I’m teasing this book a little by putting in all the struck-out Harry Potter references, not least because the book itself makes references to that universe, e.g., one character derisively refers to a local magical sport as “Quidditch“, asks another character if they can get hold of a time-turner and jokingly asks them to send him an owl if they do, and, eventually, Hermione Granger even gets a specific name-check; but, really, basic premise aside, it’s not anything like Harry Potter. For one thing, people swear. For a second thing, people have sex. For a third thing, there’s not really anything whimsical about it; no wands, no pointy hats, no chosen one (as far as I can tell), no effortless acquisition of power. Also, nobody carries a wand. Well, except for that one guy.
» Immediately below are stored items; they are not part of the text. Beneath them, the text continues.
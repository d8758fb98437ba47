//! Bounded prefetch around a primary result.
//!
//! Strategies run in a fixed order (ancestors, siblings, hybrid descendants,
//! full descendants) and share one output list. Every step checks the cap and
//! the interruption probe before adding a node; an interrupted walk keeps what
//! it already produced. Each walk visits a node at most once, so cyclic
//! parent or child links cannot keep it going.

use std::collections::HashSet;

use nodebridge_core::{snapshot_host, FetchFlags, Node, NodeId, NodeSource};
use tracing::debug;

use crate::deque::{DequeNode, PrefetchDeque, TraversalOrder};

/// Compute extra nodes related to `primary`.
///
/// `handle` is the real node `primary` was read from (the provider host when
/// `primary` is virtual). The result never contains `primary`, never repeats a
/// node and never holds more than `cap` nodes.
pub fn prefetch<S, F>(
    source: &S,
    primary: Option<&Node>,
    handle: &S::Handle,
    strategy: FetchFlags,
    cap: usize,
    interrupt: F,
) -> Vec<Node>
where
    S: NodeSource + ?Sized,
    F: Fn() -> bool,
{
    let Some(primary) = primary else {
        return Vec::new();
    };
    let mut prefetcher = Prefetcher {
        source,
        cap,
        interrupt,
        out: Vec::new(),
        seen: HashSet::from([primary.id]),
    };
    prefetcher.run(handle, primary, strategy);
    debug!(
        primary = %primary.id,
        prefetched = prefetcher.out.len(),
        strategy = ?strategy.strategy(),
        "Prefetch finished"
    );
    prefetcher.out
}

struct Prefetcher<'a, S: NodeSource + ?Sized, F> {
    source: &'a S,
    cap: usize,
    interrupt: F,
    out: Vec<Node>,
    /// Ids in `out`, plus the primary.
    seen: HashSet<NodeId>,
}

impl<S, F> Prefetcher<'_, S, F>
where
    S: NodeSource + ?Sized,
    F: Fn() -> bool,
{
    fn should_stop(&self) -> bool {
        self.out.len() >= self.cap || (self.interrupt)()
    }

    fn add(&mut self, node: Node) {
        if self.seen.insert(node.id) {
            self.out.push(node);
        }
    }

    /// Drop everything added since `start`.
    fn discard_from(&mut self, start: usize) {
        debug!(dropped = self.out.len() - start, "Broken ancestor chain");
        for node in self.out.drain(start..) {
            self.seen.remove(&node.id);
        }
    }

    fn run(&mut self, handle: &S::Handle, primary: &Node, strategy: FetchFlags) {
        let through_provider = self.source.has_provider(handle);

        if strategy.contains(FetchFlags::PREFETCH_ANCESTORS) {
            if through_provider {
                self.virtual_ancestors(handle, primary);
            } else {
                let start = self.out.len();
                self.real_ancestors(handle, start);
            }
        }

        if strategy.contains(FetchFlags::PREFETCH_SIBLINGS) {
            if through_provider {
                self.virtual_siblings(handle, primary);
            } else {
                self.real_siblings(handle);
            }
        }

        if strategy.contains(FetchFlags::PREFETCH_DESCENDANTS_HYBRID) {
            if through_provider {
                self.virtual_descendants(handle, primary);
            } else {
                self.hybrid_descendants(handle);
            }
        }

        let order = if strategy.contains(FetchFlags::PREFETCH_DESCENDANTS_DEPTH_FIRST) {
            Some(TraversalOrder::DepthFirst)
        } else if strategy.contains(FetchFlags::PREFETCH_DESCENDANTS_BREADTH_FIRST) {
            Some(TraversalOrder::BreadthFirst)
        } else {
            None
        };
        if let Some(order) = order {
            self.full_descendants(handle, primary, order);
        }
    }

    /// Walk real parents upward. A parent that cannot be snapshotted drops
    /// everything added since `start`.
    fn real_ancestors(&mut self, handle: &S::Handle, start: usize) {
        let mut visited = HashSet::from([self.source.owner_id(handle)]);
        let mut current = self.source.parent_for_accessibility(handle);
        while let Some(parent) = current {
            if self.should_stop() {
                return;
            }
            if !visited.insert(self.source.owner_id(&parent)) {
                debug!("Ancestor cycle, walk stopped");
                return;
            }
            let Some(node) = snapshot_host(self.source, &parent) else {
                self.discard_from(start);
                return;
            };
            self.add(node);
            current = self.source.parent_for_accessibility(&parent);
        }
    }

    /// Follow parent ids through the provider, then continue with the host's
    /// real ancestors once the chain leaves the provider.
    fn virtual_ancestors(&mut self, handle: &S::Handle, primary: &Node) {
        let start = self.out.len();
        let host_owner = self.source.owner_id(handle);
        let mut visited = HashSet::from([primary.id]);
        let mut parent_id = primary.parent_id;
        while let Some(id) = parent_id {
            if self.should_stop() {
                return;
            }
            if id.is_host() && id.owner_id != host_owner {
                self.real_ancestors(handle, start);
                return;
            }
            if !visited.insert(id) {
                debug!(node = %id, "Ancestor cycle, walk stopped");
                return;
            }
            let Some(node) = self.source.snapshot(handle, id.descendant_id, None) else {
                self.discard_from(start);
                return;
            };
            parent_id = node.parent_id;
            self.add(node);
        }
    }

    /// The parent (unless already fetched), then its other visible children.
    fn real_siblings(&mut self, handle: &S::Handle) {
        let Some(parent) = self.source.parent_for_accessibility(handle) else {
            return;
        };
        if let Some(node) = snapshot_host(self.source, &parent) {
            if self.should_stop() {
                return;
            }
            self.add(node);
        }
        let own_id = self.source.owner_id(handle);
        for child in self.source.children_for_accessibility(&parent) {
            if self.should_stop() {
                return;
            }
            if self.source.owner_id(&child) == own_id || !self.source.is_visible(&child) {
                continue;
            }
            if let Some(node) = snapshot_host(self.source, &child) {
                self.add(node);
            }
        }
    }

    fn virtual_siblings(&mut self, handle: &S::Handle, primary: &Node) {
        let Some(parent_id) = primary.parent_id else {
            return;
        };
        if parent_id.is_host() && parent_id.owner_id != self.source.owner_id(handle) {
            self.real_siblings(handle);
            return;
        }
        let Some(parent) = self.source.snapshot(handle, parent_id.descendant_id, None) else {
            return;
        };
        let child_ids = parent.child_ids.clone();
        if self.should_stop() {
            return;
        }
        self.add(parent);
        for child_id in child_ids {
            if self.should_stop() {
                return;
            }
            if child_id == primary.id {
                continue;
            }
            if let Some(node) = self.source.snapshot(handle, child_id.descendant_id, None) {
                self.add(node);
            }
        }
    }

    /// Direct visible children; only provider-backed children are descended.
    fn hybrid_descendants(&mut self, handle: &S::Handle) {
        let mut provider_hosts = Vec::new();
        for child in self.source.children_for_accessibility(handle) {
            if self.should_stop() {
                return;
            }
            if !self.source.is_visible(&child) {
                continue;
            }
            if let Some(node) = snapshot_host(self.source, &child) {
                if self.source.has_provider(&child) {
                    provider_hosts.push((child, node.clone()));
                }
                self.add(node);
            }
        }
        for (host, node) in provider_hosts {
            if self.should_stop() {
                return;
            }
            self.virtual_descendants(&host, &node);
        }
    }

    /// All children of `node` first, then each child's subtree.
    fn virtual_descendants(&mut self, handle: &S::Handle, node: &Node) {
        let start = self.out.len();
        for child_id in &node.child_ids {
            if self.should_stop() {
                return;
            }
            if let Some(child) = self.source.snapshot(handle, child_id.descendant_id, None) {
                self.add(child);
            }
        }
        let added: Vec<Node> = self.out[start..].to_vec();
        for child in added {
            if self.should_stop() {
                return;
            }
            self.virtual_descendants(handle, &child);
        }
    }

    fn full_descendants(&mut self, handle: &S::Handle, primary: &Node, order: TraversalOrder) {
        let root = if self.source.has_provider(handle) {
            DequeNode::VirtualNode {
                node_id: primary.id,
                provider: handle.clone(),
            }
        } else {
            DequeNode::RealNode {
                handle: handle.clone(),
            }
        };
        let mut visited = HashSet::from([root.id(self.source)]);
        let mut deque = PrefetchDeque::new(order);
        deque.push_children(root.children(self.source, Some(primary)));
        while let Some(next) = deque.next() {
            if self.should_stop() {
                return;
            }
            if !visited.insert(next.id(self.source)) {
                continue;
            }
            let snapshot = next.snapshot(self.source);
            deque.push_children(next.children(self.source, snapshot.as_ref()));
            if let Some(node) = snapshot {
                self.add(node);
            }
        }
    }
}
//! Environment variable overrides applied on top of the config file.
//!
//! | Variable | Field |
//! |---|---|
//! | `NODEBRIDGE_PREPARER_TIMEOUT_MS` | `dispatch.preparerTimeoutMs` |
//! | `NODEBRIDGE_MAX_PREFETCHED_NODES` | `dispatch.maxPrefetchedNodes` |
//! | `NODEBRIDGE_LOG_LEVEL` | `logging.level` |
//! | `NODEBRIDGE_LOG_DIR` | `logging.dir` |
//!
//! Empty values are ignored.

use std::collections::HashMap;
use std::path::PathBuf;
use std::str::FromStr;

use anyhow::Result;
use tracing::debug;

use crate::schema::{DispatchConfig, LoggingConfig, NodeBridgeConfig};

pub const ENV_PREPARER_TIMEOUT_MS: &str = "NODEBRIDGE_PREPARER_TIMEOUT_MS";
pub const ENV_MAX_PREFETCHED_NODES: &str = "NODEBRIDGE_MAX_PREFETCHED_NODES";
pub const ENV_LOG_LEVEL: &str = "NODEBRIDGE_LOG_LEVEL";
pub const ENV_LOG_DIR: &str = "NODEBRIDGE_LOG_DIR";

/// Error returned when an override cannot be parsed.
#[derive(Debug, thiserror::Error)]
#[error("Invalid value {value:?} for env var \"{var_name}\"")]
pub struct InvalidEnvVarError {
    pub var_name: String,
    pub value: String,
}

/// Apply overrides from the process environment.
pub fn apply_env_overrides(config: NodeBridgeConfig) -> Result<NodeBridgeConfig> {
    apply_env_overrides_with(config, &std::env::vars().collect())
}

/// Apply overrides from a provided map (useful for testing).
pub fn apply_env_overrides_with(
    mut config: NodeBridgeConfig,
    env: &HashMap<String, String>,
) -> Result<NodeBridgeConfig> {
    if let Some(ms) = parse_var::<u64>(env, ENV_PREPARER_TIMEOUT_MS)? {
        config
            .dispatch
            .get_or_insert_with(DispatchConfig::default)
            .preparer_timeout_ms = Some(ms);
    }
    if let Some(cap) = parse_var::<usize>(env, ENV_MAX_PREFETCHED_NODES)? {
        config
            .dispatch
            .get_or_insert_with(DispatchConfig::default)
            .max_prefetched_nodes = Some(cap);
    }
    if let Some(level) = lookup(env, ENV_LOG_LEVEL) {
        config.logging.get_or_insert_with(LoggingConfig::default).level = Some(level.to_string());
    }
    if let Some(dir) = lookup(env, ENV_LOG_DIR) {
        config.logging.get_or_insert_with(LoggingConfig::default).dir = Some(PathBuf::from(dir));
    }
    Ok(config)
}

fn lookup<'a>(env: &'a HashMap<String, String>, name: &str) -> Option<&'a str> {
    env.get(name).map(String::as_str).filter(|v| !v.is_empty())
}

fn parse_var<T: FromStr>(env: &HashMap<String, String>, name: &str) -> Result<Option<T>> {
    let Some(raw) = lookup(env, name) else {
        return Ok(None);
    };
    let parsed = raw.trim().parse::<T>().map_err(|_| InvalidEnvVarError {
        var_name: name.to_string(),
        value: raw.to_string(),
    })?;
    debug!(var = name, value = raw, "Applied env override");
    Ok(Some(parsed))
}

#[cfg(test)]
mod tests {
    use super::*;

    fn env(pairs: &[(&str, &str)]) -> HashMap<String, String> {
        pairs.iter().map(|(k, v)| (k.to_string(), v.to_string())).collect()
    }

    #[test]
    fn overrides_dispatch_and_logging() {
        let env = env(&[
            (ENV_PREPARER_TIMEOUT_MS, "120"),
            (ENV_LOG_LEVEL, "debug"),
            (ENV_LOG_DIR, "/tmp/nb-logs"),
        ]);
        let cfg = apply_env_overrides_with(NodeBridgeConfig::default(), &env).unwrap();
        assert_eq!(cfg.dispatch().preparer_timeout_ms, Some(120));
        assert_eq!(cfg.logging().level(), "debug");
        assert_eq!(cfg.logging().dir, Some(PathBuf::from("/tmp/nb-logs")));
    }

    #[test]
    fn rejects_unparseable_numbers() {
        let env = env(&[(ENV_MAX_PREFETCHED_NODES, "lots")]);
        let err = apply_env_overrides_with(NodeBridgeConfig::default(), &env).unwrap_err();
        assert!(err.to_string().contains(ENV_MAX_PREFETCHED_NODES));
    }

    #[test]
    fn empty_values_are_ignored() {
        let env = env(&[(ENV_PREPARER_TIMEOUT_MS, "")]);
        let cfg = apply_env_overrides_with(NodeBridgeConfig::default(), &env).unwrap();
        assert!(cfg.dispatch.is_none());
    }
}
Then the dour facade descended again, and he went back to his silent brooding. He carried a wand, which almost nobody at Brakebills did. It was considered slightly embarrassing, like training wheels, or a marital aid.Lev Grossman, The Magicians
I’ve had this book on my device waiting to be read for about, oh, three years now, but finally got going on it because I think we’re going to start watching the show on Netflix, and I usually like to read the books before I watch the adaptation, so that I can be properly critical of it (cf. the original The Golden Compass movie, which I hated*, or the Stardust movie, which I thought about as good as the book**, albeit different, or the Watchmen film, which I thought improved on the comic in some ways***). But that was before we started watching Mad Men**** on AMC, which my wife is now hooked on, and keeps watching, despite her being horrified at the casual misogyny and mistreatment of women:
Wife: “This show is really hard to watch. It makes me really uncomfortable.”
Me: “Do you want to find something else?”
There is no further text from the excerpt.